- **Aim of the exercise**:
Your answer should be the lines from the start of the records through the line with "caller's target. Scene", copied word for word.

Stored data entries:
-=-=-=-=-
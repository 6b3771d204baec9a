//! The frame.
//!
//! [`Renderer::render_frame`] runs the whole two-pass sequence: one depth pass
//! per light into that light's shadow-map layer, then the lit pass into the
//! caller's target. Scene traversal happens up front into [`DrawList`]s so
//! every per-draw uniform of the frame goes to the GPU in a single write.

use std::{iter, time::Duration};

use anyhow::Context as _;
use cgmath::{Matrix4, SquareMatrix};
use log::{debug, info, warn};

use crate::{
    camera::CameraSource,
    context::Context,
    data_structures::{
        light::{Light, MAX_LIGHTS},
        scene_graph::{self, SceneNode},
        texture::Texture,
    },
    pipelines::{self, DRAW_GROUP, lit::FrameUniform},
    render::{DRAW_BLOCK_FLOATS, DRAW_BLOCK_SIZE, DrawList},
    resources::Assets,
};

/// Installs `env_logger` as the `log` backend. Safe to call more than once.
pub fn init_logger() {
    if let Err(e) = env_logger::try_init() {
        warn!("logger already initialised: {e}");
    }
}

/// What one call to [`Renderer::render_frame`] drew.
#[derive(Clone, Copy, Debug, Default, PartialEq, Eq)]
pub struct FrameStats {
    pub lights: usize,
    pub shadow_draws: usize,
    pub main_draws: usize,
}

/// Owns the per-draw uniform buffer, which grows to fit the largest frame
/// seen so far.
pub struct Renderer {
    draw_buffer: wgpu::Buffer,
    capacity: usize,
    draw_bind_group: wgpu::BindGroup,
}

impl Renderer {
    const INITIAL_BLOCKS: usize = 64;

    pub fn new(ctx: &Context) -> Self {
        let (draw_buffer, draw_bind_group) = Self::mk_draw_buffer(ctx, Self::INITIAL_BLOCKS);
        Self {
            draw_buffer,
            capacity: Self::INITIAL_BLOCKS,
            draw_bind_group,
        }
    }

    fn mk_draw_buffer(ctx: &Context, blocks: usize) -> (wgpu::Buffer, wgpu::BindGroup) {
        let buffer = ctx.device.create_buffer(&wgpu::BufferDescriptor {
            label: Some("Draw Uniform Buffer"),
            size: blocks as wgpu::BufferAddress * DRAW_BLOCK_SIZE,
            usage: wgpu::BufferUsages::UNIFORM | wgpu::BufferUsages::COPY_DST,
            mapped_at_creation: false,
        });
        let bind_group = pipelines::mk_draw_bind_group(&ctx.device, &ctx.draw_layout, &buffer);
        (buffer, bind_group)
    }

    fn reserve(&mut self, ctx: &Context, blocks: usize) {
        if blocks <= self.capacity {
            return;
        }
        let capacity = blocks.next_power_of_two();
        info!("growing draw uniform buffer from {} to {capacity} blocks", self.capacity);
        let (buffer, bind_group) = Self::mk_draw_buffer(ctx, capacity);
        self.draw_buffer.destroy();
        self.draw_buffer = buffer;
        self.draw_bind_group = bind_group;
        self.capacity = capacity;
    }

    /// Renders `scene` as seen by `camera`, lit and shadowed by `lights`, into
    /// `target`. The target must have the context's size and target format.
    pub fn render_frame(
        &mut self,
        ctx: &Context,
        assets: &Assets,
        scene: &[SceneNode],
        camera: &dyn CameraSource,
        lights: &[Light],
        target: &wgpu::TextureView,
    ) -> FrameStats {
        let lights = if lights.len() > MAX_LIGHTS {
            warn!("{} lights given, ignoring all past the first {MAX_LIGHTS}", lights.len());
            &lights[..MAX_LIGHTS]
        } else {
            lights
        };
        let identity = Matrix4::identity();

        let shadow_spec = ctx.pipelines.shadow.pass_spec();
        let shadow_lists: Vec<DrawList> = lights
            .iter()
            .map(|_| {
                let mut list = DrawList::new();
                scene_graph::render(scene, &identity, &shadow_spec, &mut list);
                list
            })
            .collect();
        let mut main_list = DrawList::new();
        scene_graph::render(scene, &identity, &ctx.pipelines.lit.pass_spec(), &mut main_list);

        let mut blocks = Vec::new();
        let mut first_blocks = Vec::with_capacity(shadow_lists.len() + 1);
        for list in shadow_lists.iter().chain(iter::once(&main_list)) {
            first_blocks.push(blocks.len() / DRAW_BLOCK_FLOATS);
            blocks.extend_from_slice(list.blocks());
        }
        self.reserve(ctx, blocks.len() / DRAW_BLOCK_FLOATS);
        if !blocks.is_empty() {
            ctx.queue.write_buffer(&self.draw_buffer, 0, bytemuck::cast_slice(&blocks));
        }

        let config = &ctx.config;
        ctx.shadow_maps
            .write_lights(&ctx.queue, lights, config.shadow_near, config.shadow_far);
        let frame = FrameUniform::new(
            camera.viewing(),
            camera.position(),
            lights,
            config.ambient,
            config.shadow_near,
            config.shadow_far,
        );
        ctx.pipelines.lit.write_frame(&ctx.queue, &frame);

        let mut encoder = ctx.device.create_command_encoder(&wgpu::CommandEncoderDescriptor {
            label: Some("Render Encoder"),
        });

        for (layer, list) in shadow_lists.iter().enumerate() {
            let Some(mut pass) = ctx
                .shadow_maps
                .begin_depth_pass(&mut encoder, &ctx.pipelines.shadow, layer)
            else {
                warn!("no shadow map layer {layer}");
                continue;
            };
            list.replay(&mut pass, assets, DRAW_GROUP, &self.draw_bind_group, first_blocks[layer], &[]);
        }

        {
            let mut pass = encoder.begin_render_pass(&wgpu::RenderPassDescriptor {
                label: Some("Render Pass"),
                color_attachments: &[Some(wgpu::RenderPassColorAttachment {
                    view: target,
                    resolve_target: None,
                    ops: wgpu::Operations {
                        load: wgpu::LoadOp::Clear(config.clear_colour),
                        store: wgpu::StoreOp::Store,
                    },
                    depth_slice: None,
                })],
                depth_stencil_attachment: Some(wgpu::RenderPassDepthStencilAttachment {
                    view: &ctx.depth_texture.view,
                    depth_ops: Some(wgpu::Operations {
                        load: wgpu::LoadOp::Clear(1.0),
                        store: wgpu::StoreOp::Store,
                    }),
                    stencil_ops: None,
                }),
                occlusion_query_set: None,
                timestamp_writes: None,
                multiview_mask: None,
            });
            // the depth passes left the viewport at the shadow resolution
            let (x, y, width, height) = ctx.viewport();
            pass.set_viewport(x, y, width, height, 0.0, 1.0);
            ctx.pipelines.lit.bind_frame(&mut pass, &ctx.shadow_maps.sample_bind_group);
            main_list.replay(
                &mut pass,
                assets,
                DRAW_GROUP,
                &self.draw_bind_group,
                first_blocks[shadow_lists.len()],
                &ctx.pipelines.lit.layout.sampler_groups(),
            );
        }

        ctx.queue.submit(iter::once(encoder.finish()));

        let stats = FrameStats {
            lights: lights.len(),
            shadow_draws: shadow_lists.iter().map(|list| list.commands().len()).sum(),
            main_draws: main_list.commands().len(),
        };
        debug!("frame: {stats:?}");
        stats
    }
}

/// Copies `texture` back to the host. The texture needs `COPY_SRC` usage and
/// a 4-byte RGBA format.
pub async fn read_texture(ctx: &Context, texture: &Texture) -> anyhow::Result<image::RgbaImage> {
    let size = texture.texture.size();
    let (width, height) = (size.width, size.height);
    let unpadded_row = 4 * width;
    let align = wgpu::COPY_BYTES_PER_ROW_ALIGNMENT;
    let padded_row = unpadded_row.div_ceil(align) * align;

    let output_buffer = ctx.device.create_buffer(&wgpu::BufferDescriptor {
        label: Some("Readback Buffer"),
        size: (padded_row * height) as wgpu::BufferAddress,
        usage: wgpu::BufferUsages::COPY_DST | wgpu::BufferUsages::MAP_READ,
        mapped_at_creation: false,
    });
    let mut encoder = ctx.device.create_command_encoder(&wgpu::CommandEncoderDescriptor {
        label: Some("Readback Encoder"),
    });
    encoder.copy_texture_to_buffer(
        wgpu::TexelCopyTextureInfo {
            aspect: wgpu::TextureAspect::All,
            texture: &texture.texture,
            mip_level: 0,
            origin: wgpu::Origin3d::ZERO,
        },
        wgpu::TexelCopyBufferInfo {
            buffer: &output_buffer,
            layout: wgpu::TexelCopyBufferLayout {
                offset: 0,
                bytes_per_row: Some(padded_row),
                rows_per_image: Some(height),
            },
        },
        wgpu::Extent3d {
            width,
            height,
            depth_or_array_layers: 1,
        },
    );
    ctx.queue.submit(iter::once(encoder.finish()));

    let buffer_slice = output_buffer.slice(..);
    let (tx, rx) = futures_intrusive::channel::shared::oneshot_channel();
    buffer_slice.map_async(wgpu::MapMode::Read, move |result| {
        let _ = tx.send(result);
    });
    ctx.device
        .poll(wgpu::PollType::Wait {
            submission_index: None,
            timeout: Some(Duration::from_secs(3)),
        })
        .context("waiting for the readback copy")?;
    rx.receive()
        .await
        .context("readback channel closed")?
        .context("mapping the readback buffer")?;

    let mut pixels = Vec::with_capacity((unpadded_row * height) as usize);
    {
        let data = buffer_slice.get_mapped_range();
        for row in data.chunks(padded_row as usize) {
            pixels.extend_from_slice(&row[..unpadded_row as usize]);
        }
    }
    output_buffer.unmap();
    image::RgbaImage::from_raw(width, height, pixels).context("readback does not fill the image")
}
-=-=-=-=-
- **Problem solution**:
repository 6b3771d204baec9a
//! The frame.
//!
//! [`Renderer::render_frame`] runs the whole two-pass sequence: one depth pass
//! per light into that light's shadow-map layer, then the lit pass into the
//! caller's target. Scene traversal happens up front into [`DrawList`]s so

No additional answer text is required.